Segment Open

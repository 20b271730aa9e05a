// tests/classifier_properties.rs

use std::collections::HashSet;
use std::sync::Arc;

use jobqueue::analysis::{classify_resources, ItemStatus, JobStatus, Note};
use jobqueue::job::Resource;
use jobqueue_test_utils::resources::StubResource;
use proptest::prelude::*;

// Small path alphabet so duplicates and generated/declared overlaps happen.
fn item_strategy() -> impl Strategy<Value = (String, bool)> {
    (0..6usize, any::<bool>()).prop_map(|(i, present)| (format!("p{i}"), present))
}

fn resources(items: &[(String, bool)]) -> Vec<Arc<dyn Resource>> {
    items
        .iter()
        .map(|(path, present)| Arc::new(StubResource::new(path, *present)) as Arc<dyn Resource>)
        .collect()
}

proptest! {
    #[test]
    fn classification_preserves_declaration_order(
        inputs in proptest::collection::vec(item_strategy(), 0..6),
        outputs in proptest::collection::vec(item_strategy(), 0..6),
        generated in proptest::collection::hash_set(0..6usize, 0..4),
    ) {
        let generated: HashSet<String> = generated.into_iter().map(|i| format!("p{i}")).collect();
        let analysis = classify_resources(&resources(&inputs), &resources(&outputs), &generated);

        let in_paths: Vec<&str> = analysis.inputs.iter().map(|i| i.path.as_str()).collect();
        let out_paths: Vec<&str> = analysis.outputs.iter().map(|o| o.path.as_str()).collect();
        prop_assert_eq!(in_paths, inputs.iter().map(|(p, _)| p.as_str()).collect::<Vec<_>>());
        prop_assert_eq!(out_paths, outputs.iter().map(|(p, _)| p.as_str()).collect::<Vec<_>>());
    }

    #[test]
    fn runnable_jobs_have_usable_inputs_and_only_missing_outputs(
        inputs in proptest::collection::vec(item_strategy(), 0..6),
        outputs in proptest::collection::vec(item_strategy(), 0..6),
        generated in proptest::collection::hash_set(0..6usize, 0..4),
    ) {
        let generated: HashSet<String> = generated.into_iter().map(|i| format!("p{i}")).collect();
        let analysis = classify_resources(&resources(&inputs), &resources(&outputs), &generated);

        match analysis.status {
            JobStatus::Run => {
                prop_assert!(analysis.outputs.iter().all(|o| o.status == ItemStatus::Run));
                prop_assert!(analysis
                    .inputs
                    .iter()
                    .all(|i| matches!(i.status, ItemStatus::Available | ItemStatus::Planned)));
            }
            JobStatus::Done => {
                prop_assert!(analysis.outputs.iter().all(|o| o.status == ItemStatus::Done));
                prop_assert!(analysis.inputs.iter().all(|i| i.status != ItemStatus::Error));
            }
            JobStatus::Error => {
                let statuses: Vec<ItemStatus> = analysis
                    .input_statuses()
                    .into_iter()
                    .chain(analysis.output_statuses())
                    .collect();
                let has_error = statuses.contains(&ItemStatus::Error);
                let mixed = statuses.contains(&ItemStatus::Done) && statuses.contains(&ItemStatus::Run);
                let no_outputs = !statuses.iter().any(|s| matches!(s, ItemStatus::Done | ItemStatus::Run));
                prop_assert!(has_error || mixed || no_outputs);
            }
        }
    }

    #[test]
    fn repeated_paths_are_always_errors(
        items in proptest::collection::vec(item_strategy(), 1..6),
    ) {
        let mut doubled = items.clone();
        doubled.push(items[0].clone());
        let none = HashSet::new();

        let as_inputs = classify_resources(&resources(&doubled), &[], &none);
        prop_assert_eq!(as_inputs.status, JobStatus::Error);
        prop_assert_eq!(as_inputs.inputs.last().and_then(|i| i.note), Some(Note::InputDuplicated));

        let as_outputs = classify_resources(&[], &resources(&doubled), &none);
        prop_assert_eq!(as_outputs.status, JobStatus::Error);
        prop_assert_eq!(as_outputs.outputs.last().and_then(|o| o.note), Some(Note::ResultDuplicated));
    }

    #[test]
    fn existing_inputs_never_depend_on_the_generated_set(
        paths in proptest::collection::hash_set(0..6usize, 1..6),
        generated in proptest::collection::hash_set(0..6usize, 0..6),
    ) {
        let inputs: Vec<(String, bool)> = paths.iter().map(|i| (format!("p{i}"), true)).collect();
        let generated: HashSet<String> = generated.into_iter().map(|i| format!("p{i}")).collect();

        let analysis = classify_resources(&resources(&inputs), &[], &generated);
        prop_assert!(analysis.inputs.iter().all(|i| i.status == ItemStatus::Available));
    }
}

Segment Closed
Segment Open

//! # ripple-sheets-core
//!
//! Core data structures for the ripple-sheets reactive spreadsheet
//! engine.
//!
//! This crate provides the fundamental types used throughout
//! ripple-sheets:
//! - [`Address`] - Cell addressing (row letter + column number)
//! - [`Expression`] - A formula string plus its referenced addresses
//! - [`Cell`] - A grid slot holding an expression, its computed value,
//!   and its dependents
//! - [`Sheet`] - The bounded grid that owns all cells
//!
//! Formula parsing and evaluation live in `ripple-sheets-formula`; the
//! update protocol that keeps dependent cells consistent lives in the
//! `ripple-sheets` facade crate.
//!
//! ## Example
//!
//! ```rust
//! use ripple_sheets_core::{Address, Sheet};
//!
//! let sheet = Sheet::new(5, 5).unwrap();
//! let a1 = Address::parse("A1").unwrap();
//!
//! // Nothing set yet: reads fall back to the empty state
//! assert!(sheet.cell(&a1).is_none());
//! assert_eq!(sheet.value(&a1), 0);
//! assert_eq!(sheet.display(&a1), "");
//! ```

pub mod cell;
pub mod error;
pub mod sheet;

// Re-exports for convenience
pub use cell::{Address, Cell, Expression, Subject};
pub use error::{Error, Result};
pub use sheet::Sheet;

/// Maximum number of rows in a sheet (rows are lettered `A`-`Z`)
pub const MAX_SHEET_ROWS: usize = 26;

Segment Closed
Segment Open

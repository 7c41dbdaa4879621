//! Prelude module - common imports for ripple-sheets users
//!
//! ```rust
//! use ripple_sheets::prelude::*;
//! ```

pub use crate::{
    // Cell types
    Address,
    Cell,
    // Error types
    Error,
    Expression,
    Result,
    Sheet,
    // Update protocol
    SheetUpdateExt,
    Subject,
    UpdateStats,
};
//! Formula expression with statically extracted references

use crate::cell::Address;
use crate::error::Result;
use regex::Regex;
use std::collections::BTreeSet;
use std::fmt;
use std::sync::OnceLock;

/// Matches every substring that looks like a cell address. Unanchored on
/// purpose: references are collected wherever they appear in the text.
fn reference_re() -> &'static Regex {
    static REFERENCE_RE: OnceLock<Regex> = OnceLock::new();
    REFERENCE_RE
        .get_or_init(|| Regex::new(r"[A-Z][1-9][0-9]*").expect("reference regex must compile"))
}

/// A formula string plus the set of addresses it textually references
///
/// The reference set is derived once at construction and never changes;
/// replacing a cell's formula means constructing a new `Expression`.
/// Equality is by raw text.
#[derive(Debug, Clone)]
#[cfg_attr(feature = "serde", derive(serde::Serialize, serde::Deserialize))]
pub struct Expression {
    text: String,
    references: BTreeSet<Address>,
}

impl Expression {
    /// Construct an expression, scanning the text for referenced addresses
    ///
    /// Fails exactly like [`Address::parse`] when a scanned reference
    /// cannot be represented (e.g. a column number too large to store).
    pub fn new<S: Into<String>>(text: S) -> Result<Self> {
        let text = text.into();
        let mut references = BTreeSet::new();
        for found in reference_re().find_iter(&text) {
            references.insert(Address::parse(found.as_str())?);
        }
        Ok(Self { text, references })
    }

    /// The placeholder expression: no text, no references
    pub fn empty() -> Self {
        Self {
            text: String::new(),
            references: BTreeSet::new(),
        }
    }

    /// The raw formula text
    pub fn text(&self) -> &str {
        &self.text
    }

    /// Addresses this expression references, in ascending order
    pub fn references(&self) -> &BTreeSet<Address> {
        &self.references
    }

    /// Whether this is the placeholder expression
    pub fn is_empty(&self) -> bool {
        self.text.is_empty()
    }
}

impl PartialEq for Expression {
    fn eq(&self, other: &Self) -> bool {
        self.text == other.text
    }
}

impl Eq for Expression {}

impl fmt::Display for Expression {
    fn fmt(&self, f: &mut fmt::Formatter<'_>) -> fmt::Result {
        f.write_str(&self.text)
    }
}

Segment Closed

▸ **WHAT NEEDS TO BE DONE**:
What you give back should be exactly the lines of the data above from the line with "statically extracted references" through the line with "address. Unanchored on", both of those included, and nothing more.

▸ **YOUR RESPONSE**:
//! Formula expression with statically extracted references

use crate::cell::Address;
use crate::error::Result;
use regex::Regex;
use std::collections::BTreeSet;
use std::fmt;
use std::sync::OnceLock;

/// Matches every substring that looks like a cell address. Unanchored on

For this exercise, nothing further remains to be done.